On peut donc constater que le service est utilisé principalement afin d’effectuer des emprunts en sens unique (~70-85 %) (L’origine et la destination sont espacées d’au moins 750 m.). Les emprunts en boucle sont donc quasi complémentaires de ceux faits en sens unique puisqu’ils sont considérés pour tous les emprunts sous le seuil des 750 mètres et qui durent au moins 30 minutes. Les emprunts symétriques sont intéressants, car ils permettent d’évaluer comment s’insère un mode sans ancrage comme le LSI dans l’ensemble des autres modes de transport de la ville. Un haut taux implique que les usagers utilisent le même mode de transport pour l’aller et le retour. La première méthode oscille autour du seuil des 10 %, tandis que pour la seconde méthode, le taux se retrouve autour des 25 % avant d’augmenter à partir de l’été 2016. Pour la méthode GPS, le membre est utilisé comme critère discriminant, tandis que la méthode OD ne se base que sur l’origine et la destination. Le taux se rapproche donc davantage de la réalité dans le cadre de la méthode GPS. Pour ce qui est de l’augmentation observée, ce taux est directement corrélé dans le temps avec une augmentation du parc de véhicules, ce qui a probablement augmenté la densité des déplacements dans un secteur, se traduisant par une augmentation du taux d’emprunts catégorisés « symétriques ». L’augmentation de la densité des véhicules dans le service peut également augmenter l’attractivité du service LSI comme mode unique pour les déplacements aller et retour, mais la méthode de collecte ne permet pas de statuer clairement sur la question.
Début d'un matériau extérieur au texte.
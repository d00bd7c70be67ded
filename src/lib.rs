//! Live model of a ledger's vertex graph and the feeds that drive it.

pub mod feed;
pub mod tangle;
pub mod util;
//! End-to-end scenarios through the public engine API.

use std::cell::RefCell;
use std::rc::Rc;

use tangle_visualizer::tangle::{
    Counts, EngineConfig, GraphEngine, GraphSubscriber, InboundEvent, ShortId, Vertex, VertexOp,
};

#[derive(Clone, Debug, PartialEq)]
enum Seen {
    Vertex(String, VertexOp),
    Counts(Counts),
}

#[derive(Clone, Default)]
struct Sink {
    seen: Rc<RefCell<Vec<Seen>>>,
}

impl Sink {
    fn drain(&self) -> Vec<Seen> {
        std::mem::take(&mut *self.seen.borrow_mut())
    }
}

impl GraphSubscriber for Sink {
    fn on_vertex(&mut self, vertex: &Vertex, op: VertexOp) {
        self.seen
            .borrow_mut()
            .push(Seen::Vertex(vertex.short_id.to_string(), op));
    }

    fn on_counts(&mut self, counts: Counts) {
        self.seen.borrow_mut().push(Seen::Counts(counts));
    }
}

fn engine_with_sink(vertex_limit: usize) -> (GraphEngine, Sink) {
    let mut engine = GraphEngine::new(EngineConfig {
        vertex_limit,
        ..EngineConfig::default()
    });
    let sink = Sink::default();
    engine.subscribe(Box::new(sink.clone()));
    engine.start();
    (engine, sink)
}

fn vertex(id: &str, parents: &[&str]) -> InboundEvent {
    InboundEvent::vertex(id, parents.iter().map(|parent| parent.to_string()).collect())
}

fn referenced_vertex(id: &str, parents: &[&str]) -> InboundEvent {
    InboundEvent::Vertex {
        id: id.to_owned(),
        parents: parents.iter().map(|parent| parent.to_string()).collect(),
        is_solid: Some(true),
        is_referenced: Some(true),
        is_conflicting: None,
        is_milestone: Some(true),
        is_tip: None,
    }
}

fn confirmed(id: &str, excluded: &[&str]) -> InboundEvent {
    InboundEvent::Confirmed {
        id: id.to_owned(),
        excluded_ids: excluded.iter().map(|id| id.to_string()).collect(),
    }
}

#[test]
fn first_vertex_adds_then_reports_counts() {
    let (mut engine, sink) = engine_with_sink(5000);
    engine.handle_event(vertex("aaaaaaa1aaaaaaaaaaaaaaaa", &[]));

    assert_eq!(
        sink.drain(),
        vec![
            Seen::Vertex("aaaaaaa".into(), VertexOp::Add),
            Seen::Counts(Counts {
                total: 1,
                solid: 0,
                referenced: 0,
                conflicting: 0,
                tips: 0,
            }),
        ]
    );
}

#[test]
fn tip_status_toggles_back_to_zero() {
    let (mut engine, sink) = engine_with_sink(5000);
    engine.handle_event(vertex("v1000000", &[]));
    assert_eq!(engine.counts().tips, 0);

    engine.handle_event(InboundEvent::Tip {
        id: "v1000000".into(),
        is_tip: true,
    });
    assert_eq!(engine.counts().tips, 1);

    engine.handle_event(InboundEvent::Tip {
        id: "v1000000".into(),
        is_tip: false,
    });
    assert_eq!(engine.counts().tips, 0);

    let tip_counts = sink
        .drain()
        .into_iter()
        .filter_map(|seen| match seen {
            Seen::Counts(counts) => Some(counts.tips),
            Seen::Vertex(..) => None,
        })
        .collect::<Vec<_>>();
    assert_eq!(tip_counts, [0, 1, 0]);
}

#[test]
fn exceeding_the_limit_evicts_only_the_oldest() {
    let (mut engine, sink) = engine_with_sink(5000);
    for index in 0..5001 {
        engine.handle_event(vertex(&format!("{index:07}ffff"), &[]));
    }

    let deletes = sink
        .drain()
        .into_iter()
        .filter(|seen| matches!(seen, Seen::Vertex(_, VertexOp::Delete)))
        .collect::<Vec<_>>();
    assert_eq!(deletes, vec![Seen::Vertex("0000000".into(), VertexOp::Delete)]);
    assert_eq!(engine.counts().total, 5000);
    assert_eq!(engine.len(), 5000);
    assert!(engine.vertex("0000000").is_none());
    assert!(engine.vertex("0005000").is_some());
}

#[test]
fn confirming_a_chain_marks_exactly_its_ancestors() {
    let (mut engine, sink) = engine_with_sink(5000);
    engine.handle_event(vertex("ddddddd1", &[]));
    engine.handle_event(vertex("ccccccc1", &["ddddddd1"]));
    engine.handle_event(vertex("bbbbbbb1", &["ccccccc1"]));
    engine.handle_event(referenced_vertex("aaaaaaa1", &["bbbbbbb1"]));
    let before = engine.counts().referenced;
    sink.drain();

    engine.handle_event(confirmed("aaaaaaa1", &[]));

    assert_eq!(engine.counts().referenced, before + 3);
    for id in ["bbbbbbb", "ccccccc", "ddddddd"] {
        assert!(engine.vertex(id).expect("present").flags.is_referenced);
    }

    let updates = sink
        .drain()
        .into_iter()
        .filter(|seen| matches!(seen, Seen::Vertex(_, VertexOp::Update)))
        .count();
    assert_eq!(updates, 3);
}

#[test]
fn conflicting_vertex_blocks_the_walk() {
    let (mut engine, _sink) = engine_with_sink(5000);
    engine.handle_event(vertex("ccccccc1", &[]));
    engine.handle_event(vertex("bbbbbbb1", &["ccccccc1"]));
    engine.handle_event(referenced_vertex("eeeeeee1", &["bbbbbbb1"]));
    engine.handle_event(confirmed("eeeeeee1", &["bbbbbbb1", "ccccccc1"]));
    assert!(engine.vertex("bbbbbbb").expect("present").flags.is_conflicting);
    assert!(engine.vertex("ccccccc").expect("present").flags.is_conflicting);

    // A fresh unresolved ancestor behind the conflicting one stays untouched.
    engine.handle_event(vertex("ccccccc1", &["fffffff1"]));
    engine.handle_event(vertex("fffffff1", &[]));
    engine.handle_event(referenced_vertex("aaaaaaa1", &["bbbbbbb1"]));
    let before = engine.counts();

    engine.handle_event(confirmed("aaaaaaa1", &[]));

    let after = engine.counts();
    assert_eq!(after, before);
    assert!(!engine.vertex("fffffff").expect("present").flags.is_resolved());
}

#[test]
fn repeated_vertex_event_changes_nothing() {
    let (mut engine, sink) = engine_with_sink(5000);
    engine.handle_event(vertex("aaaaaaa1", &["bbbbbbb1"]));
    let snapshot = engine.vertex("aaaaaaa").cloned();
    let counts = engine.counts();
    sink.drain();

    engine.handle_event(vertex("aaaaaaa1", &["bbbbbbb1"]));

    assert_eq!(engine.vertex("aaaaaaa").cloned(), snapshot);
    assert_eq!(engine.counts(), counts);
    assert_eq!(
        sink.drain(),
        vec![Seen::Vertex("aaaaaaa".into(), VertexOp::Update)]
    );
}

#[test]
fn two_engines_keep_independent_state() {
    let (mut first, _first_sink) = engine_with_sink(10);
    let (mut second, _second_sink) = engine_with_sink(10);

    first.handle_event(vertex("aaaaaaa1", &[]));
    assert_eq!(first.len(), 1);
    assert!(second.is_empty());

    second.handle_event(vertex("bbbbbbb1", &[]));
    assert!(first.vertex("bbbbbbb").is_none());
    assert_eq!(
        second.admission_order().collect::<Vec<_>>(),
        vec![&ShortId::truncate("bbbbbbb", 7)]
    );
}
Les emprunts pour le motif travail sont déduits et ne peuvent être estimés que par la méthode 1. Ces emprunts (5 à 10 %, approximativement) sont un sous-ensemble des emprunts symétriques, mais le jour de la semaine ainsi que l’heure sont alors considérés comme des contraintes. Pour ces 12 mois de données, on observe une certaine tendance à la hausse pour ces emprunts travail. En septembre 2015, Communauto présente une nouvelle offre commerciale, soit Auto-mobile illimité. L’offre, conçue sur le modèle du vélopartage, permet à l’abonné de bénéficier des 30 premières minutes incluses dans le prix du forfait. Cette offre pourrait inciter à l’utilisation plus fréquente du service, mais son impact sur les emprunts travail est difficilement estimable étant donné l’échantillon à notre disposition.

CONCLUSION

L’introduction du service Auto-mobile en 2013 a permis de bonifier l’offre modale aux membres de l’autopartage dans la métropole. Cette avenue a permis de créer plusieurs classes d’usagers et des types de déplacements divers, pas seulement à cause de son implantation, mais bien par l’intégration commune, de la part de Communauto, des deux services sous une offre jumelée et complémentaire. Les membres peuvent alors bénéficier d’une liberté accrue quant à leur type d’abonnement ainsi que leur utilisation, ce qui ultimement augmente l’attractivité de l’autopartage sur l’île. Le grand taux d’emprunts en sens unique et un bas taux d’emprunts symétriques jumelés à un déploiement du service Auto-mobile près de pôles importants en transport en commun projettent un potentiel fort intéressant d’insertion du service Auto-mobile dans le cocktail de mobilité de la ville.

REMERCIEMENTS

Nous tenons à remercier l’opérateur d’autopartage Communauto et le CRSNG pour leur participation à cette étude.